Week 12 Flashcards
What is principal component analysis? What kind of data ?
dimension reduction – i.e., we transform the original X’s and work with M transformed variables, where M < P.
unsupervised learning method that is used to summarize a large set of correlated variables.
What are loadings?
linear weights
What can PCA be used for?
inputs for supervised learning methods or for data visualization.
extract variables corresponding to the directions along which the data vary the most, CHOOSE PHI JM
What is the primary purpose of PC
extract variables corresponding to the directions along which the data vary the most.
How many components can we decompose X into?
min(p,n-1) independent principal components
What are the principal components obtained?
linear combination of All x with linear weights called loadings
The _____________ and __________ are unique up to ______
principal component
loadings vector
sign
What are principal components ordered on ?
share of the total variance of X explained. This share equals each component’s variance divided by the sum of variances of all PC’s.
If you have fewer x than observatrions, …
will obtain all the p components
How to tell whether 2 pca are independent?
PERPENDICULAR
Are principal components scale variant? Why ?
Scaling up one variable by a constant would blow up its variance and change it’s loading
have to standardize data unless same units
When does pca work best? What kind of data must it be used on ?

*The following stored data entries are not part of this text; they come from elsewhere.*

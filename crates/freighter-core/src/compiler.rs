//! Compiler invocation.
//!
//! The pipeline treats `mica` as a black box that either accepts the
//! package or does not. Diagnostics go to the user via the error message;
//! freighter never interprets them.

use std::path::{Path, PathBuf};
use std::process::Command;

use anyhow::{Context, Result, bail};

use freighter_types::BuildPlan;

/// Diagnostic lines kept when a build fails.
const STDERR_TAIL_LINES: usize = 30;

/// Which dependency set a build compiles against.
#[derive(Debug, Clone, Copy)]
pub enum DependencySet<'a> {
    /// Whatever `mica.toml` declares; the compiler resolves freely.
    Declared,
    /// Every package pinned to the solver's plan.
    Resolved(&'a BuildPlan),
}

#[derive(Debug, Clone, Copy, Default, PartialEq, Eq)]
pub enum ErrorFormat {
    #[default]
    Human,
    Json,
}

/// One compiler invocation.
#[derive(Debug, Clone, Copy)]
pub struct BuildOptions<'a> {
    pub deps: DependencySet<'a>,
    pub error_format: ErrorFormat,
}

impl<'a> BuildOptions<'a> {
    /// The validation build: declared dependencies, human diagnostics.
    pub fn declared() -> BuildOptions<'static> {
        BuildOptions {
            deps: DependencySet::Declared,
            error_format: ErrorFormat::Human,
        }
    }

    /// The pre-submission build: everything pinned to the solved plan.
    pub fn resolved(plan: &'a BuildPlan) -> BuildOptions<'a> {
        BuildOptions {
            deps: DependencySet::Resolved(plan),
            error_format: ErrorFormat::Human,
        }
    }
}

/// Narrow seam to the toolchain: a build either succeeds or fails, and
/// the compiler can state its version.
pub trait BuildRunner {
    fn build(&self, options: &BuildOptions<'_>) -> Result<()>;
    fn compiler_version(&self) -> Result<String>;
}

/// Shells out to the `mica` binary (or whatever `[build] compiler`
/// names) in the package root.
#[derive(Debug, Clone)]
pub struct MicaBuild {
    root: PathBuf,
    program: String,
}

impl MicaBuild {
    pub fn new(root: &Path, program: &str) -> Self {
        MicaBuild {
            root: root.to_path_buf(),
            program: program.to_string(),
        }
    }
}

impl BuildRunner for MicaBuild {
    fn build(&self, options: &BuildOptions<'_>) -> Result<()> {
        let mut command = Command::new(&self.program);
        command.arg("build").current_dir(&self.root);
        if options.error_format == ErrorFormat::Json {
            command.args(["--error-format", "json"]);
        }
        if let DependencySet::Resolved(plan) = options.deps {
            for (name, dep) in plan {
                command.arg("--pin").arg(format!("{name}@{}", dep.version));
            }
        }
        let output = command.output().with_context(|| {
            format!(
                "failed to run {}; is the Mica toolchain installed?",
                self.program
            )
        })?;
        if !output.status.success() {
            bail!(
                "{} build failed ({}):\n{}",
                self.program,
                output.status,
                tail(&String::from_utf8_lossy(&output.stderr), STDERR_TAIL_LINES)
            );
        }
        Ok(())
    }

    fn compiler_version(&self) -> Result<String> {
        let output = Command::new(&self.program)
            .arg("--version")
            .output()
            .with_context(|| format!("failed to run {} --version", self.program))?;
        if !output.status.success() {
            bail!("{} --version exited with {}", self.program, output.status);
        }
        let stdout = String::from_utf8_lossy(&output.stdout);
        // Convention is `mica X.Y.Z`; the second token is the version.
        stdout
            .split_whitespace()
            .nth(1)
            .map(ToString::to_string)
            .with_context(|| {
                format!(
                    "unexpected {} --version output: {}",
                    self.program,
                    stdout.trim()
                )
            })
    }
}

fn tail(text: &str, keep: usize) -> String {
    let lines: Vec<&str> = text.lines().collect();
    if lines.len() <= keep {
        return text.trim_end().to_string();
    }
    let mut kept = vec!["..."];
    kept.extend(&lines[lines.len() - keep..]);
    kept.join("\n")
}
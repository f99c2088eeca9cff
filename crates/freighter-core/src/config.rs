//! On-disk configuration.
//!
//! Two files matter: `mica.toml`, the package's own manifest, and the
//! optional `.freighter.toml` beside it with publish-tool settings.
//! Command-line flags win over `.freighter.toml`, which wins over
//! built-in defaults.

use std::collections::BTreeMap;
use std::fs;
use std::path::{Path, PathBuf};

use anyhow::{Context, Result};
use serde::{Deserialize, Serialize};

use freighter_retry::BackoffConfig;
use freighter_types::DependencySpec;

pub const PACKAGE_FILE: &str = "mica.toml";
pub const TOOL_FILE: &str = ".freighter.toml";

/// Parsed `mica.toml`.
#[derive(Debug, Clone, Serialize, Deserialize)]
pub struct PackageConfig {
    pub package: PackageSection,
    #[serde(default)]
    pub dependencies: BTreeMap<String, DependencySpec>,
    #[serde(default)]
    pub publish: Option<PublishSection>,
    #[serde(default)]
    pub build: BuildSection,
}

#[derive(Debug, Clone, Serialize, Deserialize)]
pub struct PackageSection {
    pub name: String,
    pub version: String,
    #[serde(default)]
    pub description: Option<String>,
    #[serde(default)]
    pub license: Option<String>,
}

/// `[publish]` marks a package as publishable and names its registry
/// location. Without it, validation stops a publish early.
#[derive(Debug, Clone, Serialize, Deserialize)]
pub struct PublishSection {
    #[serde(default)]
    pub location: Option<String>,
}

#[derive(Debug, Clone, Serialize, Deserialize)]
pub struct BuildSection {
    /// Compiler binary to invoke.
    #[serde(default = "default_compiler")]
    pub compiler: String,
    /// Globs, relative to the package root, naming the build sources.
    #[serde(default = "default_sources")]
    pub sources: Vec<String>,
}

fn default_compiler() -> String {
    "mica".to_string()
}

fn default_sources() -> Vec<String> {
    vec!["src/**/*.mica".to_string()]
}

impl Default for BuildSection {
    fn default() -> Self {
        BuildSection {
            compiler: default_compiler(),
            sources: default_sources(),
        }
    }
}

/// A package rooted somewhere on disk, with its parsed manifest.
#[derive(Debug, Clone)]
pub struct LoadedPackage {
    pub root: PathBuf,
    pub config: PackageConfig,
}

impl LoadedPackage {
    pub fn load(dir: &Path) -> Result<Self> {
        let path = dir.join(PACKAGE_FILE);
        let raw = fs::read_to_string(&path)
            .with_context(|| format!("failed to read {}", path.display()))?;
        let config: PackageConfig = toml::from_str(&raw)
            .with_context(|| format!("failed to parse {}", path.display()))?;
        Ok(LoadedPackage {
            root: dir.to_path_buf(),
            config,
        })
    }
}

/// Parsed `.freighter.toml`. Every field is optional; a missing file is
/// an empty configuration.
#[derive(Debug, Clone, Default, Serialize, Deserialize)]
pub struct ToolConfig {
    #[serde(default)]
    pub registry: RegistrySettings,
    /// Backoff overrides for registry calls.
    #[serde(default)]
    pub retry: Option<BackoffConfig>,
    /// Git remote that receives the release tag.
    #[serde(default)]
    pub remote: Option<String>,
}

#[derive(Debug, Clone, Default, Serialize, Deserialize)]
pub struct RegistrySettings {
    #[serde(default)]
    pub api_base: Option<String>,
}

impl ToolConfig {
    pub fn load(dir: &Path) -> Result<Self> {
        let path = dir.join(TOOL_FILE);
        if !path.exists() {
            return Ok(ToolConfig::default());
        }
        let raw = fs::read_to_string(&path)
            .with_context(|| format!("failed to read {}", path.display()))?;
        toml::from_str(&raw).with_context(|| format!("failed to parse {}", path.display()))
    }
}
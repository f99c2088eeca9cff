//! Git operations for freighter.
//!
//! Publishing is gated on repository state: a clean working tree with the
//! release tag checked out. Everything here shells out to `git`, which is
//! assumed to be on `PATH`; the only mutation freighter ever performs is
//! [`push_tag`].

use std::collections::BTreeSet;
use std::path::Path;
use std::process::Command;

use anyhow::{Context, Result, bail};

/// Cleanliness of the working tree, from `git status --porcelain`.
#[derive(Debug, Clone, Default, PartialEq, Eq)]
pub struct TreeStatus {
    /// Paths with uncommitted changes, untracked files included.
    pub dirty_paths: Vec<String>,
}

impl TreeStatus {
    pub fn is_clean(&self) -> bool {
        self.dirty_paths.is_empty()
    }
}

/// The release tag a given package version must carry: `v{version}`.
pub fn expected_tag(version: &str) -> String {
    format!("v{version}")
}

/// Query working-tree cleanliness.
///
/// Fails when `git` cannot answer at all, e.g. when the directory is not
/// a repository.
pub fn tree_status(path: &Path) -> Result<TreeStatus> {
    let output = Command::new("git")
        .args(["status", "--porcelain"])
        .current_dir(path)
        .output()
        .context("failed to run git status; is git installed?")?;
    if !output.status.success() {
        bail!(
            "git status failed in {}: {}",
            path.display(),
            String::from_utf8_lossy(&output.stderr).trim()
        );
    }
    let dirty_paths = String::from_utf8_lossy(&output.stdout)
        .lines()
        .filter(|line| !line.is_empty())
        .map(porcelain_path)
        .collect();
    Ok(TreeStatus { dirty_paths })
}

/// Path portion of one `--porcelain` status line. Rename entries read
/// `old -> new`, and git quotes unusual paths.
fn porcelain_path(line: &str) -> String {
    let entry = line.get(3..).unwrap_or_default();
    let path = match entry.rsplit_once(" -> ") {
        Some((_, renamed)) => renamed,
        None => entry,
    };
    path.strip_prefix('"')
        .and_then(|quoted| quoted.strip_suffix('"'))
        .unwrap_or(path)
        .to_string()
}

/// The tag the current HEAD sits exactly on, if any.
///
/// A HEAD that is not on a tag is an ordinary answer, not an error.
pub fn checked_out_tag(path: &Path) -> Result<Option<String>> {
    let output = Command::new("git")
        .args(["describe", "--exact-match", "--tags"])
        .current_dir(path)
        .output()
        .context("failed to run git describe; is git installed?")?;
    if !output.status.success() {
        return Ok(None);
    }
    let tag = String::from_utf8_lossy(&output.stdout).trim().to_string();
    Ok(if tag.is_empty() { None } else { Some(tag) })
}

/// Every tag the repository knows locally.
pub fn list_tags(path: &Path) -> Result<BTreeSet<String>> {
    let output = Command::new("git")
        .args(["tag", "--list"])
        .current_dir(path)
        .output()
        .context("failed to run git tag; is git installed?")?;
    if !output.status.success() {
        bail!(
            "git tag --list failed in {}: {}",
            path.display(),
            String::from_utf8_lossy(&output.stderr).trim()
        );
    }
    Ok(String::from_utf8_lossy(&output.stdout)
        .lines()
        .map(|line| line.trim().to_string())
        .filter(|line| !line.is_empty())
        .collect())
}

/// Push an existing local tag to `remote`. The one mutation in the whole
/// publish pipeline; rejection (missing remote, stale credentials, remote
/// already has a different tag object) is a hard error.
pub fn push_tag(path: &Path, remote: &str, tag: &str) -> Result<()> {
    let output = Command::new("git")
        .args(["push", remote, tag])
        .current_dir(path)
        .output()
        .context("failed to run git push; is git installed?")?;
    if !output.status.success() {
        bail!(
            "git push rejected tag {tag} on remote {remote}: {}",
            String::from_utf8_lossy(&output.stderr).trim()
        );
    }
    Ok(())
}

highly correlated data (R VALUE ABOVE 0.5)
when continuous var ( cannot have categorical variable, or else need to use CATPCA)
What is component score?
value of z variable
What are the axes in pca biplot?
left and bottom: component score(zm)
top and right : loadings
What is scree plot? How to find number of componennts?
proportion of total variance of X explained by each subsequent component
look for an “elbow” in the plot, where contribution to variance drops sharply and flattens. keep retaining components until elbow appears in the plot
Why is it best to use pca on highly correlated variable?

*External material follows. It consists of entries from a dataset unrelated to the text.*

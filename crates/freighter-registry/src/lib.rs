//! Registry API client for freighter.
//!
//! Four operations, all blocking JSON over HTTP: fetch a package's
//! metadata, solve declared dependency ranges into a pinned plan, submit
//! a publish manifest, and poll the resulting job. Transport failures are
//! retried with the shared backoff policy; a non-200 answer is a semantic
//! response from the registry and is surfaced, never retried.

use std::collections::BTreeMap;
use std::time::Duration;

use anyhow::{Context, Result, bail};
use chrono::{DateTime, SecondsFormat, Utc};
use reqwest::StatusCode;
use reqwest::blocking::{Client, Response};
use serde::{Deserialize, Serialize};

use freighter_retry::{BackoffConfig, retry};
use freighter_types::{BuildPlan, DependencySpec, JobStatus, LogLevel, PublishManifest, RegistryMetadata};

pub const DEFAULT_API_BASE: &str = "https://registry.mica-lang.org";
const REQUEST_TIMEOUT: Duration = Duration::from_secs(30);
const USER_AGENT: &str = concat!("freighter/", env!("CARGO_PKG_VERSION"));

/// Blocking client for the Mica package registry.
#[derive(Debug, Clone)]
pub struct RegistryClient {
    api_base: String,
    http: Client,
    backoff: BackoffConfig,
    token: Option<String>,
    offline: bool,
}

impl RegistryClient {
    pub fn new(api_base: &str) -> Result<Self> {
        let http = Client::builder()
            .timeout(REQUEST_TIMEOUT)
            .user_agent(USER_AGENT)
            .build()
            .context("failed to construct the HTTP client")?;
        Ok(RegistryClient {
            api_base: api_base.trim_end_matches('/').to_string(),
            http,
            backoff: BackoffConfig::default(),
            token: None,
            offline: false,
        })
    }

    pub fn with_backoff(mut self, backoff: BackoffConfig) -> Self {
        self.backoff = backoff;
        self
    }

    /// Bearer token sent with submissions, typically from
    /// `FREIGHTER_REGISTRY_TOKEN`.
    pub fn with_token(mut self, token: Option<String>) -> Self {
        self.token = token;
        self
    }

    /// In offline mode every operation fails up front instead of touching
    /// the network.
    pub fn offline(mut self, offline: bool) -> Self {
        self.offline = offline;
        self
    }

    pub fn api_base(&self) -> &str {
        &self.api_base
    }

    /// `GET /packages/{name}`. `Ok(None)` means the registry has never
    /// seen the package; that is a normal first-publish answer.
    pub fn fetch_metadata(&self, name: &str) -> Result<Option<RegistryMetadata>> {
        let url = format!("{}/packages/{name}", self.api_base);
        let response = self.call("metadata fetch", || self.http.get(&url).send())?;
        match response.status() {
            StatusCode::OK => {
                let metadata = response
                    .json::<RegistryMetadata>()
                    .with_context(|| format!("registry returned unparseable metadata for {name}"))?;
                Ok(Some(metadata))
            }
            StatusCode::NOT_FOUND => Ok(None),
            status => bail!("unexpected status fetching metadata for {name}: {status}"),
        }
    }

    /// `POST /solve`: ask the registry's solver to pin every declared
    /// range into a full transitive plan.
    pub fn solve(&self, dependencies: &BTreeMap<String, DependencySpec>) -> Result<BuildPlan> {
        let url = format!("{}/solve", self.api_base);
        let body = SolveRequest { dependencies };
        let response = self.call("dependency solve", || {
            self.http.post(&url).json(&body).send()
        })?;
        let status = response.status();
        if status != StatusCode::OK {
            let detail = response.text().unwrap_or_default();
            bail!("registry solver answered {status}: {}", detail.trim());
        }
        let solved = response
            .json::<SolveResponse>()
            .context("registry solver returned an unparseable plan")?;
        Ok(solved.resolutions)
    }

    /// `POST /publish`: submit the manifest for asynchronous processing.
    /// A 200 carries the job id; any other status is a rejection and the
    /// raw body is preserved in the error.
    pub fn submit(
        &self,
        manifest: &PublishManifest,
        reference: &str,
        plan: &BuildPlan,
    ) -> Result<String> {
        let url = format!("{}/publish", self.api_base);
        let resolutions: BTreeMap<&str, &str> = plan
            .iter()
            .map(|(name, dep)| (name.as_str(), dep.version.as_str()))
            .collect();
        let body = PublishRequest {
            name: &manifest.name,
            location: &manifest.location,
            r#ref: reference,
            compiler: &manifest.compiler,
            resolutions,
        };
        let response = self.call("publish submission", || {
            let mut request = self.http.post(&url).json(&body);
            if let Some(token) = &self.token {
                request = request.bearer_auth(token);
            }
            request.send()
        })?;
        let status = response.status();
        if status != StatusCode::OK {
            let detail = response.text().unwrap_or_default();
            bail!(
                "registry rejected the submission of {} {} ({status}): {}",
                manifest.name,
                manifest.version,
                detail.trim()
            );
        }
        let accepted = response
            .json::<PublishResponse>()
            .context("registry accepted the submission but returned an unparseable body")?;
        Ok(accepted.job_id)
    }

    /// `GET /jobs/{id}`: one poll. `since` trims the log replay to
    /// entries newer than the cursor; `level` filters by severity.
    pub fn job_status(
        &self,
        job_id: &str,
        since: Option<DateTime<Utc>>,
        level: LogLevel,
    ) -> Result<JobStatus> {
        let url = format!("{}/jobs/{job_id}", self.api_base);
        let mut params: Vec<(&str, String)> = vec![("level", level.to_string())];
        if let Some(cursor) = since {
            params.push((
                "since",
                cursor.to_rfc3339_opts(SecondsFormat::AutoSi, true),
            ));
        }
        let response = self.call("job status poll", || {
            self.http.get(&url).query(&params).send()
        })?;
        match response.status() {
            StatusCode::OK => response
                .json::<JobStatus>()
                .with_context(|| format!("registry returned an unparseable status for job {job_id}")),
            status => bail!("unexpected status polling job {job_id}: {status}"),
        }
    }

    fn ensure_online(&self) -> Result<()> {
        if self.offline {
            bail!(
                "offline mode: refusing to contact the registry at {}",
                self.api_base
            );
        }
        Ok(())
    }

    fn call<F>(&self, what: &str, mut send: F) -> Result<Response>
    where
        F: FnMut() -> reqwest::Result<Response>,
    {
        self.ensure_online()?;
        retry(&self.backoff, |_attempt| send()).with_context(|| {
            format!(
                "{what} failed after {} attempt(s) against {}",
                self.backoff.max_attempts.max(1),
                self.api_base
            )
        })
    }
}

#[derive(Debug, Serialize)]
struct SolveRequest<'a> {
    dependencies: &'a BTreeMap<String, DependencySpec>,
}

#[derive(Debug, Deserialize)]
struct SolveResponse {
    resolutions: BuildPlan,
}

#[derive(Debug, Serialize)]
struct PublishRequest<'a> {
    name: &'a str,
    location: &'a str,
    r#ref: &'a str,
    compiler: &'a str,
    resolutions: BTreeMap<&'a str, &'a str>,
}

#[derive(Debug, Deserialize)]
#[serde(rename_all = "camelCase")]
struct PublishResponse {
    job_id: String,
}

Highly correlated variables provide redundant information on one another. Should be possible to extract a set of independent factors that explain the bulk of variation over time.
What is the level , slope , and curvature component?
level: loadings are similar for all of the components
slope:loadings are similar for all of the components (downward sloping all the way past 0)
curvature: flip sign twice, u shape graph, induces movement in yield curve like butterfly
What is the problem of constraining betas? How does pca balance this flaw?
Constraints on β’s may incur bias. However, dimensionality reduction has the potential to greatly reduce variance.
What do we do once we know PCA?
we can run the principal components regression.
What are the steps to running PCR?
Run PCA on the predictor matrix X.
Construct the sample principal components Z.
Remove all but M < P first principal components.
Regress y on z1, …, zM .
How to choose M for unsupervised PCA and PCR?
unsupervised PCA, there is no clear rule: some recommend to plot proportion of variance explained on a scree plot and retain the PC’s until the plot starts to drop off (at the “elbow”).
For PCR, we can simply use K-fold cross-validation
What is the underlying assumption in PCR?
directions of highest variability in X are those most associated with y
When does the assumption fail?
useful signal may “hide” in the low variance component that would be discarded.
Does PCR use variable selectrion?
NO
ALL ARE USED TO FORM PC